After performing the maximum pooling calculation, the final feature information hat is obtained (as shown in formula 3).

$$ h_{at} = \tanh (W^M [h_{t - 1} ;a_{tA} ]) $$
(3)

where, WM is the parameter matrix of the API sequence in the BiLSTM network, and atA is the vector corresponding to the words in the sequence. After feature extraction in the LSTM layer, the output sequence of the hidden layer of the model is h = {h1,h2,h3,…,hA}.

Similarly, we utilize BiLSTM to extract features from the other three sequences, obtaining the feature hiding layer vectors of the Methodname sequence vector (m), the Tokens sequence vector (t), and the Query vector (q), respectively. Assuming the number of words in the Methodname sequence is M, the number of words in the Token sequence is T, and the number of words in the Query sequence is Q (as shown in formula 4).
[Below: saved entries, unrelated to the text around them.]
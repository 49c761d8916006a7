//! Request types shared by the client resources.
//!
//! | Type | Description |
//! |------|-------------|
//! | [`Message`] | Chat message with role and content |
//! | [`MessageRole`] | `system`, `user`, `assistant`, `function`, `tool` |
//! | [`MessageContent`] | Plain text or pass-through content parts |

pub mod message;

pub use message::{Message, MessageContent, MessageRole};
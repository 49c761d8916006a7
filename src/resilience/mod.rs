//! # Resilience Module
//!
//! Retry policies layered over single-attempt [`Transport`](crate::transport::Transport) calls.
//!
//! ## Key Components
//!
//! | Component | Description |
//! |-----------|-------------|
//! | [`LinearBackoff`] | Client-wide policy: connection/timeout/5xx, delay `base * n` |
//! | [`ExponentialBackoff`] | `create_completion_with_retry` policy: anything but 4xx, delay `unit * 2^(n-1)` |
//! | [`execute_with_retry`] | Serial attempt loop driven by a [`ResiliencePolicy`] |
//!
//! The two policies are independent; callers pick one explicitly.
//!
//! ```rust
//! use paxsenix_ai::resilience::{LinearBackoff, ResiliencePolicy};
//! use std::time::Duration;
//!
//! let policy = LinearBackoff::new(2, Duration::from_millis(100));
//! let err = paxsenix_ai::Error::connection("refused");
//! assert_eq!(policy.should_retry(1, &err), Some(Duration::from_millis(100)));
//! assert_eq!(policy.should_retry(2, &err), Some(Duration::from_millis(200)));
//! assert_eq!(policy.should_retry(3, &err), None);
//! ```

pub mod retry;

pub use retry::{execute_with_retry, ExponentialBackoff, LinearBackoff, ResiliencePolicy};
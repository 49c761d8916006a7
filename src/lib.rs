//! # paxsenix-ai
//!
//! Async Rust client for the PaxSenix chat-completion API.
//!
//! ## Overview
//!
//! Requests go out as JSON over HTTP and come back either buffered or as a
//! `data: <json>` line stream terminated by `data: [DONE]`. The streaming path
//! is the core of the crate:
//!
//! - **Transport**: one request, one attempt ([`transport::HttpTransport`]).
//! - **Retry**: linear backoff for ordinary calls, exponential backoff for
//!   [`Chat::create_completion_with_retry`] ([`resilience`]).
//! - **Decoder**: incremental line reassembly, independent of chunk boundaries
//!   ([`pipeline::FrameDecoder`]).
//! - **Adapters**: callbacks ([`pipeline::PushAdapter`]) or a lazy stream
//!   ([`pipeline::PullAdapter`]) over the same decoder.
//!
//! Malformed frames are skipped and reported to a [`telemetry::StreamObserver`].
//! Transport failures end the stream.
//!
//! ## Quick Start
//!
//! ```rust,no_run
//! use futures::StreamExt;
//! use paxsenix_ai::{ChatCompletionParams, Message, PaxSenixClient, RequestOptions};
//!
//! #[tokio::main]
//! async fn main() -> paxsenix_ai::Result<()> {
//!     let client = PaxSenixClient::new("your-api-key")?;
//!
//!     let params = ChatCompletionParams::new(vec![Message::user("Hello!")]);
//!     let mut events = client
//!         .chat()
//!         .stream_completion_async(params, RequestOptions::new())
//!         .await?;
//!
//!     while let Some(event) = events.next().await {
//!         println!("{}", event?);
//!     }
//!     Ok(())
//! }
//! ```
//!
//! ## Module Organization
//!
//! | Module | Description |
//! |--------|-------------|
//! | [`client`] | Client, builder and the chat resource |
//! | [`config`] | Client configuration and per-call options |
//! | [`transport`] | HTTP request/response layer |
//! | [`pipeline`] | Frame decoder and push/pull stream adapters |
//! | [`resilience`] | Retry policies |
//! | [`telemetry`] | Stream observers |
//! | [`types`] | Chat message types |

pub mod client;
pub mod config;
pub mod pipeline;
pub mod resilience;
pub mod telemetry;
pub mod transport;
pub mod types;

// Re-export main types for convenience
pub use client::{Chat, ChatCompletionParams, PaxSenixClient, PaxSenixClientBuilder};
pub use config::{ClientConfig, RequestOptions};
pub use pipeline::{CallbackResult, StreamHandlers};
pub use types::{Message, MessageContent, MessageRole};

use futures::Stream;
use std::pin::Pin;

/// Result type alias for the library
pub type Result<T> = std::result::Result<T, Error>;

/// A pinned, boxed stream of `Result<T>`
pub type BoxStream<'a, T> = Pin<Box<dyn Stream<Item = Result<T>> + Send + 'a>>;

/// Error type for the library
pub mod error;
pub use error::{Error, ErrorContext};
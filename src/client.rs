//! PaxSenix API client.
//!
//! Keep the public surface small: a client, its builder, and the chat resource.
//! Implementation details are split into submodules under `src/client/`.

pub mod builder;
pub mod chat;
pub mod core;
pub mod validation;

pub use builder::PaxSenixClientBuilder;
pub use chat::{Chat, ChatCompletionParams, CHAT_COMPLETIONS_PATH};
pub use core::PaxSenixClient;
pub use validation::validate_messages;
$$ \begin{gathered} {\text{m}} = \max pooling([h_1 ,h_2 ,h_3 ,...h_m ]) \hfill \\ t = \max pooling([h_1 ,h_2 ,h_3 ,...h_T ]) \hfill \\ q = \max pooling([h_1 ,h_2 ,h_3 ,...h_Q ]) \hfill \\ \end{gathered} $$
(4)

During the model training process, our goal is to train the mapping relationship between Code and Query. To achieve this, we use the concatenation network “concat” to concatenate vectors a, m, and t to obtain the source code vector c).

2.3 Extended Research

To address the limitations of existing query expansion methods, we propose a multi-intent description keyword expansion model. Our approach integrates the intention description keywords of developers, searchers, and reviewers to improve the accuracy of extension and reduce the semantic gap between queries and descriptions. The multi-intent description keyword expansion method is illustrated in Fig. 3.

Fig. 3.
figure 3

Extension method

Figure 3 illustrates the three-step process of the multi-intent description keyword expansion method. First, a similarity matching is performed with the code database to obtain n sorted best matching codes. Second, from the n best matching codes, the first k keywords corresponding to the code are selected as the extension words for the Query. To compensate for the loss of contextual semantics during the extraction of multi-intent description keywords, we use the Description as residual to supplement the lost semantic information. Finally, the multi-intent description keyword expansion is repeated on the Query until the decision maker meets the set requirements, and outputs the final code sorting result.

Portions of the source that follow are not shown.